That’s not just the standard boring “post about not posting much” motif. I’m actually curious to know if this blyrg has run its course, or if it’s the idea of continual learning that’s gotten old.
Or maybe it’s the self-analysis that we’ve gotten sick of. After all, sitting here at my new (well, acquired-this-month) dining table, with Rocket sitting next to me looking out the window at dogs playing in the heat, I can’t think of any lesson I learned this month more valuable than:
Even if all you have is Diet Pepsi MAX and shitty Safeway ice cream, you can make an ice cream float, because that’s actually all an ice cream float is, genius.
But you didn’t come here for that kind of insight.
This has been a pretty quiet weekend. My usual crew has been dispersed around the country, and although I haven’t exactly been doing nothing, I’ve had a lot of time to sit and look out the window with the cat.
It’s strange to enjoy doing not much — as I’ve written before, I’m not good at downtime.
But the opening of tennis season led me to start going to bed at like 10 (so I could get up at 6 to play), which somehow screwed with my circadian rhythm, which somehow resulted in my body deciding it wants nine hours of sleep every night, no matter what.
Okay, all this to say: My daily routine involves a lot less stuff than it used to. I get up, I go to work, I come home, I eat, I go to bed. Maybe once in a while I’ll have dinner or drinks with friends, or maybe I’ll go to the gym or play tennis or something, but the days in April just kind of sped by.
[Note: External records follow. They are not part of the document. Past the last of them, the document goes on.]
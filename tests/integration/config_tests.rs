//! Configuration loading integration tests

#[cfg(test)]
mod tests {
    use bedrock_chat::config::{Config, UpstreamMode};
    use bedrock_chat::utils::error::GatewayError;
    use std::io::Write;
    use tempfile::NamedTempFile;

    fn write_config(content: &str) -> NamedTempFile {
        let mut file = NamedTempFile::new().unwrap();
        file.write_all(content.as_bytes()).unwrap();
        file
    }

    #[tokio::test]
    async fn test_example_config_parses() {
        let example = include_str!("../../config/gateway.yaml.example");
        let file = write_config(example);

        let config = Config::from_file(file.path()).await.unwrap();
        assert_eq!(config.server().port, 3000);
        assert_eq!(config.upstream().mode, UpstreamMode::Bedrock);
        assert_eq!(config.generation().max_tokens, 2000);
        assert!(config.server().cors.allows_all_origins());
    }

    #[tokio::test]
    async fn test_remote_mode_config() {
        let file = write_config(
            r#"
upstream:
  mode: remote
  remote_url: "https://chat.example.com/prod/chat"
bedrock:
  aws_region: "not-a-region"
"#,
        );

        // The Bedrock section is not used in remote mode
        let config = Config::from_file(file.path()).await.unwrap();
        assert_eq!(config.upstream().mode, UpstreamMode::Remote);
    }

    #[tokio::test]
    async fn test_invalid_region_rejected() {
        let file = write_config("bedrock:\n  aws_region: \"mars-north-1\"\n");
        let err = Config::from_file(file.path()).await.unwrap_err();
        assert!(matches!(err, GatewayError::Config(_)));
        assert!(err.to_string().contains("bedrock"));
    }

    #[tokio::test]
    async fn test_missing_file_falls_back_to_defaults() {
        let dir = tempfile::tempdir().unwrap();
        let config = Config::load(dir.path().join("absent.yaml")).await.unwrap();
        assert_eq!(config.chat().default_model, bedrock_chat::DEFAULT_MODEL_ID);
    }

    #[tokio::test]
    async fn test_malformed_yaml_rejected() {
        let file = write_config("server: [unterminated");
        assert!(Config::from_file(file.path()).await.is_err());
    }

    #[test]
    fn test_round_trip_through_yaml() {
        let mut config = Config::default();
        config.gateway.chat.merge_consecutive_roles = true;
        config.gateway.logging.json = true;

        let reparsed = Config::from_yaml(&config.to_yaml().unwrap()).unwrap();
        assert!(reparsed.chat().merge_consecutive_roles);
        assert!(reparsed.logging().json);
    }
}
//! Error handling for the gateway

pub mod error;

pub use error::*;
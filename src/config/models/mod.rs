//! Configuration data models
//!
//! This module defines all configuration structures used throughout the gateway.

#![allow(missing_docs)]

pub mod chat;
pub mod gateway;
pub mod logging;
pub mod server;
pub mod upstream;

// Re-export all configuration types
pub use chat::*;
pub use gateway::*;
pub use logging::*;
pub use server::*;
pub use upstream::*;

pub use crate::config::validation::Validate;
pub use crate::core::providers::bedrock::{BedrockConfig, GenerationParams};

/// Default values for configuration
pub fn default_host() -> String {
    "0.0.0.0".to_string()
}

/// Default server port
pub fn default_port() -> u16 {
    3000
}

/// Default timeout in seconds
pub fn default_timeout() -> u64 {
    30
}

/// Default maximum body size in bytes
pub fn default_max_body_size() -> usize {
    1024 * 1024 // 1MB
}

fn default_true() -> bool {
    true
}
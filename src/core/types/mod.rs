//! Core data types shared by the adapters, the gateway and the session

pub mod message;

pub use message::{Message, MessageRole};
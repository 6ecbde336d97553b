//! AWS Region Management for Bedrock

use crate::core::providers::unified_provider::ProviderError;

/// All AWS regions that offer the Bedrock runtime
pub const AWS_REGIONS: &[&str] = &[
    // US regions
    "us-east-1",
    "us-east-2",
    "us-west-1",
    "us-west-2",
    // EU regions
    "eu-west-1",
    "eu-west-2",
    "eu-west-3",
    "eu-central-1",
    "eu-central-2",
    "eu-north-1",
    "eu-south-1",
    "eu-south-2",
    // Asia Pacific regions
    "ap-northeast-1",
    "ap-northeast-2",
    "ap-northeast-3",
    "ap-south-1",
    "ap-south-2",
    "ap-southeast-1",
    "ap-southeast-2",
    "ap-southeast-3",
    "ap-southeast-4",
    "ap-southeast-5",
    // Other regions
    "ca-central-1",
    "sa-east-1",
    "us-gov-west-1",
    "us-gov-east-1",
];

/// Validate if a region is supported by Bedrock
pub fn validate_region(region: &str) -> Result<(), ProviderError> {
    if AWS_REGIONS.contains(&region) {
        Ok(())
    } else {
        Err(ProviderError::configuration(
            "bedrock",
            format!(
                "Invalid AWS region: {}. Supported regions: {:?}",
                region, AWS_REGIONS
            ),
        ))
    }
}
//! Model Family Classification for Bedrock Models
//!
//! Every Bedrock model id is sorted into exactly one adapted family. The
//! request and response adapters match on the family exhaustively, so an
//! unknown id can only ever reach the `Unsupported` arm.

use crate::core::providers::unified_provider::ProviderError;

/// Family markers in priority order. The first marker contained in a model id
/// wins, which also covers cross-region inference profiles such as
/// `us.anthropic.claude-3-haiku-20240307-v1:0`.
const FAMILY_MARKERS: &[(&str, ModelFamily)] = &[
    ("anthropic.claude", ModelFamily::Chat),
    ("amazon.titan", ModelFamily::PromptTitan),
    ("ai21.j2", ModelFamily::PromptJurassic),
];

/// Upstream request/response encoding conventions
#[derive(Debug, Clone, Copy, PartialEq, Eq, Hash)]
pub enum ModelFamily {
    /// Anthropic messages API: role-tagged history
    Chat,
    /// Amazon Titan text: flattened prompt under `inputText`
    PromptTitan,
    /// AI21 Jurassic-2: flattened prompt under `prompt`
    PromptJurassic,
    /// No adapter exists for this id
    Unsupported,
}

impl ModelFamily {
    /// Classify a model id
    pub fn classify(model_id: &str) -> Self {
        FAMILY_MARKERS
            .iter()
            .find(|(marker, _)| model_id.contains(marker))
            .map(|(_, family)| *family)
            .unwrap_or(ModelFamily::Unsupported)
    }

    /// Classify a model id, failing closed on unknown ids
    pub fn resolve(model_id: &str) -> Result<Self, ProviderError> {
        match Self::classify(model_id) {
            ModelFamily::Unsupported => Err(ProviderError::unsupported_model("bedrock", model_id)),
            family => Ok(family),
        }
    }

    /// Whether Bedrock offers `invoke-with-response-stream` for this family
    pub fn supports_streaming(&self) -> bool {
        matches!(self, ModelFamily::Chat | ModelFamily::PromptTitan)
    }

    /// Short name used in logs
    pub fn as_str(&self) -> &'static str {
        match self {
            ModelFamily::Chat => "chat",
            ModelFamily::PromptTitan => "prompt-titan",
            ModelFamily::PromptJurassic => "prompt-jurassic",
            ModelFamily::Unsupported => "unsupported",
        }
    }
}

impl std::fmt::Display for ModelFamily {
    fn fmt(&self, f: &mut std::fmt::Formatter<'_>) -> std::fmt::Result {
        f.write_str(self.as_str())
    }
}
I end the month in a weird kind of holding pattern — waiting for things to change in my professional life, trying to make sense of the things changing in my personal life, taking some time off from trying to advance my material life.
It doesn’t feel…good, exactly. But it doesn’t feel wrong, either.
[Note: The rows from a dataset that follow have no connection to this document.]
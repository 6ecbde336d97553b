//! Bedrock HTTP Client
//!
//! Thin wrapper around reqwest with Bedrock-specific functionality
//! including AWS SigV4 signing and request routing.

use reqwest::{Client, Response};
use serde_json::Value;
use std::collections::HashMap;
use tracing::{debug, error};

use super::chat::JSON_CONTENT_TYPE;
use super::config::BedrockConfig;
use super::error::{BedrockError, BedrockErrorMapper};
use super::sigv4::{SigV4Signer, uri_encode};
use super::utils::AwsAuth;
use crate::core::providers::unified_provider::ProviderError;
use crate::core::traits::error_mapper::ErrorMapper;

/// Runtime operation for a single reply
pub const INVOKE: &str = "invoke";
/// Runtime operation for an incremental reply
pub const INVOKE_STREAM: &str = "invoke-with-response-stream";

/// Bedrock HTTP client wrapper
#[derive(Debug, Clone)]
pub struct BedrockClient {
    http: Client,
    auth: AwsAuth,
    signer: SigV4Signer,
    base_url: String,
    error_mapper: BedrockErrorMapper,
}

impl BedrockClient {
    /// Create a new Bedrock client
    pub fn new(config: &BedrockConfig) -> Result<Self, BedrockError> {
        config
            .validate()
            .map_err(|e| ProviderError::configuration("bedrock", e))?;

        let http = Client::builder()
            .timeout(config.timeout())
            .build()
            .map_err(|e| ProviderError::configuration("bedrock", e.to_string()))?;

        let auth = AwsAuth::resolve(config)?;
        auth.validate()?;

        let signer = SigV4Signer::from_credentials(auth.credentials());

        Ok(Self {
            http,
            auth,
            signer,
            base_url: config.runtime_base_url(),
            error_mapper: BedrockErrorMapper,
        })
    }

    /// Get the underlying HTTP client
    pub fn inner(&self) -> &Client {
        &self.http
    }

    /// Get AWS auth reference
    pub fn auth(&self) -> &AwsAuth {
        &self.auth
    }

    /// Get the error mapper
    pub fn error_mapper(&self) -> &BedrockErrorMapper {
        &self.error_mapper
    }

    /// Build Bedrock API URL for a model and operation
    pub fn build_url(&self, model_id: &str, operation: &str) -> String {
        format!(
            "{}/model/{}/{}",
            self.base_url,
            uri_encode(model_id),
            operation
        )
    }

    /// Create signed headers for AWS SigV4
    pub fn create_signed_headers(
        &self,
        url: &str,
        body: &str,
        method: &str,
        accept: &str,
    ) -> Result<reqwest::header::HeaderMap, BedrockError> {
        let timestamp = chrono::Utc::now();
        let mut headers = HashMap::new();
        headers.insert("content-type".to_string(), JSON_CONTENT_TYPE.to_string());
        headers.insert("accept".to_string(), accept.to_string());

        let signed_headers = self
            .signer
            .sign_request(method, url, &headers, body, timestamp)
            .map_err(|e| {
                ProviderError::configuration("bedrock", format!("Signing failed: {}", e))
            })?;

        let mut header_map = reqwest::header::HeaderMap::new();
        for (key, value) in signed_headers {
            if let (Ok(header_name), Ok(header_value)) = (
                reqwest::header::HeaderName::from_bytes(key.as_bytes()),
                reqwest::header::HeaderValue::from_str(&value),
            ) {
                header_map.insert(header_name, header_value);
            }
        }

        Ok(header_map)
    }

    /// Send a request to Bedrock API
    pub async fn send_request(
        &self,
        model_id: &str,
        body: &Value,
    ) -> Result<Response, BedrockError> {
        self.post(model_id, INVOKE, body, JSON_CONTENT_TYPE).await
    }

    /// Send a streaming request to Bedrock API
    pub async fn send_streaming_request(
        &self,
        model_id: &str,
        body: &Value,
    ) -> Result<Response, BedrockError> {
        self.post(
            model_id,
            INVOKE_STREAM,
            body,
            "application/vnd.amazon.eventstream",
        )
        .await
    }

    async fn post(
        &self,
        model_id: &str,
        operation: &str,
        body: &Value,
        accept: &str,
    ) -> Result<Response, BedrockError> {
        let url = self.build_url(model_id, operation);
        let body_str = serde_json::to_string(body)
            .map_err(|e| ProviderError::serialization("bedrock", e.to_string()))?;

        debug!("Bedrock request: {} to {}", operation, url);
        debug!("Request body: {}", body_str);

        let headers = self.create_signed_headers(&url, &body_str, "POST", accept)?;

        let response = self
            .inner()
            .post(&url)
            .headers(headers)
            .body(body_str)
            .send()
            .await
            .map_err(|e| {
                if e.is_timeout() {
                    ProviderError::timeout("bedrock", e.to_string())
                } else {
                    self.error_mapper.map_network_error(&e)
                }
            })?;

        if !response.status().is_success() {
            let status = response.status().as_u16();
            let error_body = response
                .text()
                .await
                .unwrap_or_else(|_| "Unknown error".to_string());
            error!("Bedrock API error: {} - {}", status, error_body);
            return Err(match serde_json::from_str::<Value>(&error_body) {
                Ok(json) if json.get("message").is_some() || json.get("error").is_some() => {
                    self.error_mapper.map_json_error(&json)
                }
                _ => self.error_mapper.map_http_error(status, &error_body),
            });
        }

        Ok(response)
    }
}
In other words, holy shit, is this what growing up is like?
I went to see the National in Richmond earlier this month. And one of my friends (he plays music) had never heard them before. I sent him their new album, and he wrote back: “I should just fucking quit. This band is everything I ever wanted my band to be. I feel both depressed and validated.”
And that, as I told my mom, made me realize that writing is what I want to do, because while I certainly agree about this band, I get that same wonderful/awful validated/depressed feeling when I read a really good piece of writing, like the David Foster Wallace commencement speech or a good Matt Taibbi essay or a great novel.
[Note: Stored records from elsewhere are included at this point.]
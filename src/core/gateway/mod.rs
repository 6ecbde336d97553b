//! Inference gateway abstraction
//!
//! A gateway sends a full conversation to a hosted model and returns either
//! the complete answer or a lazy sequence of answer fragments. Each call makes
//! exactly one upstream request and is never retried.

pub mod bedrock;
pub mod remote;

pub use bedrock::BedrockGateway;
pub use remote::RemoteGateway;

use crate::core::providers::unified_provider::ProviderError;
use crate::core::types::Message;
use async_trait::async_trait;
use futures::{Stream, StreamExt};
use std::pin::Pin;

/// One item of an incremental answer
#[derive(Debug, Clone, PartialEq, Eq)]
pub enum StreamEvent {
    /// A non-empty piece of answer text, in arrival order
    Fragment(String),
    /// The upstream signalled the end of the answer; yielded at most once
    Done,
}

/// Finite, non-restartable fragment sequence. Nothing follows `Done` or an error.
pub type FragmentStream = Pin<Box<dyn Stream<Item = Result<StreamEvent, ProviderError>> + Send>>;

/// Upstream model access used by the session and the HTTP surface
#[async_trait]
pub trait InferenceGateway: Send + Sync {
    /// Short name used in logs
    fn name(&self) -> &'static str;

    /// Send `history` to `model_id` and return the extracted answer text
    async fn invoke(&self, history: &[Message], model_id: &str) -> Result<String, ProviderError>;

    /// Send `history` to `model_id` and return the answer as it is produced
    async fn invoke_streaming(
        &self,
        history: &[Message],
        model_id: &str,
    ) -> Result<FragmentStream, ProviderError>;

    /// Answer a single free-standing message with the fixed single-message model
    async fn invoke_single(&self, message: &str) -> Result<String, ProviderError>;
}

/// Drain a fragment stream into the full answer text
///
/// Fails on the first error item and when the stream ends without `Done`.
pub async fn collect_fragments(mut stream: FragmentStream) -> Result<String, ProviderError> {
    let mut text = String::new();
    while let Some(event) = stream.next().await {
        match event? {
            StreamEvent::Fragment(fragment) => text.push_str(&fragment),
            StreamEvent::Done => return Ok(text),
        }
    }
    Err(ProviderError::streaming(
        "gateway",
        None,
        "stream ended before the end marker",
    ))
}
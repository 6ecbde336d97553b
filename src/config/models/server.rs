//! Server configuration

use super::*;
use serde::{Deserialize, Serialize};
use tracing::warn;

/// Server configuration
#[derive(Debug, Clone, Serialize, Deserialize)]
pub struct ServerConfig {
    /// Server host
    #[serde(default = "default_host")]
    pub host: String,
    /// Server port
    #[serde(default = "default_port")]
    pub port: u16,
    /// Number of worker threads
    pub workers: Option<usize>,
    /// Request timeout in seconds
    #[serde(default = "default_timeout")]
    pub timeout: u64,
    /// Maximum request body size in bytes
    #[serde(default = "default_max_body_size")]
    pub max_body_size: usize,
    /// CORS configuration
    #[serde(default)]
    pub cors: CorsConfig,
}

impl Default for ServerConfig {
    fn default() -> Self {
        Self {
            host: default_host(),
            port: default_port(),
            workers: None,
            timeout: default_timeout(),
            max_body_size: default_max_body_size(),
            cors: CorsConfig::default(),
        }
    }
}

impl ServerConfig {
    /// Get the server address
    pub fn address(&self) -> String {
        format!("{}:{}", self.host, self.port)
    }

    /// Get the number of workers (defaults to CPU count)
    pub fn worker_count(&self) -> usize {
        self.workers
            .unwrap_or_else(|| std::thread::available_parallelism().map_or(1, |n| n.get()))
    }
}

impl Validate for ServerConfig {
    fn validate(&self) -> Result<(), String> {
        if self.port == 0 {
            return Err("Port cannot be 0".to_string());
        }

        if self.timeout == 0 {
            return Err("Timeout cannot be 0".to_string());
        }

        if self.max_body_size == 0 {
            return Err("Max body size cannot be 0".to_string());
        }

        if self.workers == Some(0) {
            return Err("Worker count cannot be 0".to_string());
        }

        self.cors.validate()
    }
}

/// CORS configuration
///
/// The defaults mirror a public chat endpoint: any origin, `Content-Type`
/// requests, `GET`/`POST`/`OPTIONS`.
#[derive(Debug, Clone, Serialize, Deserialize)]
pub struct CorsConfig {
    /// Enable CORS
    #[serde(default = "default_true")]
    pub enabled: bool,
    /// Allowed origins (empty means allow all)
    #[serde(default)]
    pub allowed_origins: Vec<String>,
    /// Allowed methods
    #[serde(default = "default_cors_methods")]
    pub allowed_methods: Vec<String>,
    /// Allowed headers
    #[serde(default = "default_cors_headers")]
    pub allowed_headers: Vec<String>,
    /// Max age for preflight requests
    #[serde(default = "default_cors_max_age")]
    pub max_age: u32,
    /// Allow credentials
    #[serde(default)]
    pub allow_credentials: bool,
}

impl Default for CorsConfig {
    fn default() -> Self {
        Self {
            enabled: true,
            allowed_origins: vec![],
            allowed_methods: default_cors_methods(),
            allowed_headers: default_cors_headers(),
            max_age: default_cors_max_age(),
            allow_credentials: false,
        }
    }
}

impl CorsConfig {
    /// Check if CORS allows all origins
    pub fn allows_all_origins(&self) -> bool {
        self.allowed_origins.is_empty() || self.allowed_origins.iter().any(|o| o == "*")
    }
}

impl Validate for CorsConfig {
    fn validate(&self) -> Result<(), String> {
        if self.enabled {
            if self.allows_all_origins() && self.allow_credentials {
                return Err("CORS cannot allow all origins (*) when credentials are enabled for security reasons".to_string());
            }

            if self.allows_all_origins() {
                warn!("CORS allows all origins");
            }
        }
        Ok(())
    }
}

fn default_cors_methods() -> Vec<String> {
    vec!["GET".to_string(), "POST".to_string(), "OPTIONS".to_string()]
}

fn default_cors_headers() -> Vec<String> {
    vec!["content-type".to_string()]
}

fn default_cors_max_age() -> u32 {
    3600
}
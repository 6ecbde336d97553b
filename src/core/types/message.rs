//! Conversation message types

use serde::{Deserialize, Serialize};
use uuid::Uuid;

/// Message role enum
#[derive(Debug, Clone, Copy, PartialEq, Eq, Hash, Serialize, Deserialize)]
#[serde(rename_all = "lowercase")]
pub enum MessageRole {
    /// User message
    User,
    /// Assistant message
    Assistant,
}

impl MessageRole {
    /// Speaker label used when a conversation is flattened into a prompt
    pub fn speaker(&self) -> &'static str {
        match self {
            MessageRole::User => "Human",
            MessageRole::Assistant => "Assistant",
        }
    }
}

impl std::fmt::Display for MessageRole {
    fn fmt(&self, f: &mut std::fmt::Formatter<'_>) -> std::fmt::Result {
        match self {
            MessageRole::User => write!(f, "user"),
            MessageRole::Assistant => write!(f, "assistant"),
        }
    }
}

/// A single conversation turn
///
/// Messages are immutable once created. Inbound wire messages usually carry
/// only `role` and `content`; a fresh id is assigned when `id` is absent.
#[derive(Debug, Clone, PartialEq, Eq, Serialize, Deserialize)]
pub struct Message {
    /// Opaque unique identifier
    #[serde(default = "new_message_id")]
    pub id: String,
    /// Who produced the message
    pub role: MessageRole,
    /// Text content
    pub content: String,
}

fn new_message_id() -> String {
    Uuid::new_v4().to_string()
}

impl Message {
    /// Create a message with a fresh id
    pub fn new(role: MessageRole, content: impl Into<String>) -> Self {
        Self {
            id: new_message_id(),
            role,
            content: content.into(),
        }
    }

    /// Create a user message
    pub fn user(content: impl Into<String>) -> Self {
        Self::new(MessageRole::User, content)
    }

    /// Create an assistant message
    pub fn assistant(content: impl Into<String>) -> Self {
        Self::new(MessageRole::Assistant, content)
    }
}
She said that’s how she felt when she saw the Mark Morris Dance Company.
And the more I thought about that wonderful/awful feeling, the more I recognized it.
I think it’s related to why we cry at really good movies, even the not-sad parts, or why it’s weird to look at yourself in the mirror for the first time in a long time and notice who you are and how you’ve changed.
As I told my mom, I’m willing to bet that’s what it’s like to watch your kids grow up, too.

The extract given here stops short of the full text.